The materials build on and develop earlier advice and guidance on
Curriculum for Excellence, both generic and specific to Design and
Technology with a particular focus on National 3. The materials complement
other key support resources including, for example, the relevant Unit and
Course Support Notes provided by SQA. They aim to reinforce key themes
where appropriate, but without unnecessary repetition. It is clearly important
that practitioners are familiar with those key resources which relate to Design
and Technology. Crucially, the materials try to meet the challenge of
conveying the spirit of learning in Design and Technology, with its focus on
problem-solving and real-world relevance and the world of work, within the
framework of principles of Curriculum for Excellence.
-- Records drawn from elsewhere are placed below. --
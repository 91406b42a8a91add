use std::path::PathBuf;

#[derive(thiserror::Error, Debug)]
pub enum CaError {
    #[error("io error on {path}")]
    Io {
        path: PathBuf,
        #[source]
        source: std::io::Error,
    },

    #[error("openssl error generating key material")]
    KeyGen(#[source] openssl::error::ErrorStack),

    #[error("rcgen error building certificate")]
    CertBuild(#[source] rcgen::Error),

    #[error("CA material already exists at {cert_path} / {key_path}")]
    AlreadyExists { cert_path: PathBuf, key_path: PathBuf },

    #[error("CA material not found; run with --generate-ca first")]
    NotFound,

    #[error("cache error: {0}")]
    Cache(#[from] mtproxy_cache::CacheError),
}

pub type Result<T> = std::result::Result<T, CaError>;
//! `Range: bytes=L-R?` parsing. Only a single range is supported; a
//! multi-range request (`bytes=0-10,20-30`) is rejected.

use crate::errors::{HttpError, Result};

#[derive(Debug, Clone, Copy, PartialEq, Eq)]
pub struct RangeRequest {
    pub start: u64,
    pub end: Option<u64>,
}

pub fn parse_range_header(value: &str) -> Result<RangeRequest> {
    if value.contains(',') {
        return Err(HttpError::MultiRange);
    }

    let spec = value
        .strip_prefix("bytes=")
        .ok_or_else(|| HttpError::BadRange(value.to_string()))?;

    let (start_str, end_str) = spec
        .split_once('-')
        .ok_or_else(|| HttpError::BadRange(value.to_string()))?;

    let start: u64 = start_str
        .parse()
        .map_err(|_| HttpError::BadRange(value.to_string()))?;

    let end = if end_str.is_empty() {
        None
    } else {
        Some(
            end_str
                .parse()
                .map_err(|_| HttpError::BadRange(value.to_string()))?,
        )
    };

    Ok(RangeRequest { start, end })
}

/// Resolves an open-ended range (`bytes=L-`) against a known content
/// length: `R = L + content_length - 1` when absent.
pub fn resolve_end(range: RangeRequest, content_length: u64) -> u64 {
    range.end.unwrap_or(range.start + content_length - 1)
}

#[cfg(test)]
mod test {
    use super::*;

    #[test]
    fn parses_closed_range() {
        let r = parse_range_header("bytes=1048576-3145727").unwrap();
        assert_eq!(r.start, 1_048_576);
        assert_eq!(r.end, Some(3_145_727));
    }

    #[test]
    fn parses_open_ended_range() {
        let r = parse_range_header("bytes=1048576-").unwrap();
        assert_eq!(r.start, 1_048_576);
        assert_eq!(r.end, None);
        assert_eq!(resolve_end(r, 2_097_152), 1_048_576 + 2_097_152 - 1);
    }

    #[test]
    fn rejects_multi_range() {
        assert_eq!(
            parse_range_header("bytes=0-10,20-30").unwrap_err(),
            HttpError::MultiRange
        );
    }

    #[test]
    fn rejects_missing_units_prefix() {
        assert!(parse_range_header("0-10").is_err());
    }
}
//! Error kinds for the connection state machine (network, protocol, cache,
//! tls, policy, fatal). Propagation is handled at the call sites; this enum
//! exists so those call sites match on a kind rather than a string.

#[derive(thiserror::Error, Debug)]
pub enum TunnelError {
    #[error("network error")]
    Network(#[from] std::io::Error),

    #[error("origin request failed")]
    OriginRequest(#[from] reqwest::Error),

    #[error("protocol error: {0}")]
    Protocol(#[from] mtproxy_http::HttpError),

    #[error("tls error: {0}")]
    Tls(String),

    #[error("cache error: {0}")]
    Cache(#[from] mtproxy_cache::CacheError),

    #[error("certificate authority error: {0}")]
    Ca(#[from] mtproxy_ca::CaError),

    #[error("downloader error: {0}")]
    Downloader(#[from] mtproxy_downloader::DownloaderError),
}

pub type Result<T> = std::result::Result<T, TunnelError>;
The materials aim to be accessible, practical and attractive, exemplifying
effective and dynamic approaches to learning and teaching. They invite
teachers, young people and others to explore them and reflect on the value
they might add to learning, teaching and achievement in Design and
Technology, to the extent that individuals’ need or wish. These materials are
offered as a starting point and are interactive by design. They actively invite
users to edit them (for example in the style of Wikis), and enhance the
contents for their own purposes, but then to share them with practitioners in a
spirit of partnership. The summary of key issues on pages 5–6 will be helpful
for users since they exemplify generic positive influences on learning and
teaching in this area. Other practitioners will wish to consider pages 7–29
which set out ideas directly relevant to Design and Technology. At the heart
of this resource, Design and Technology (Constructing and Testing) offers
practitioners a number of possible approaches and resource prompts.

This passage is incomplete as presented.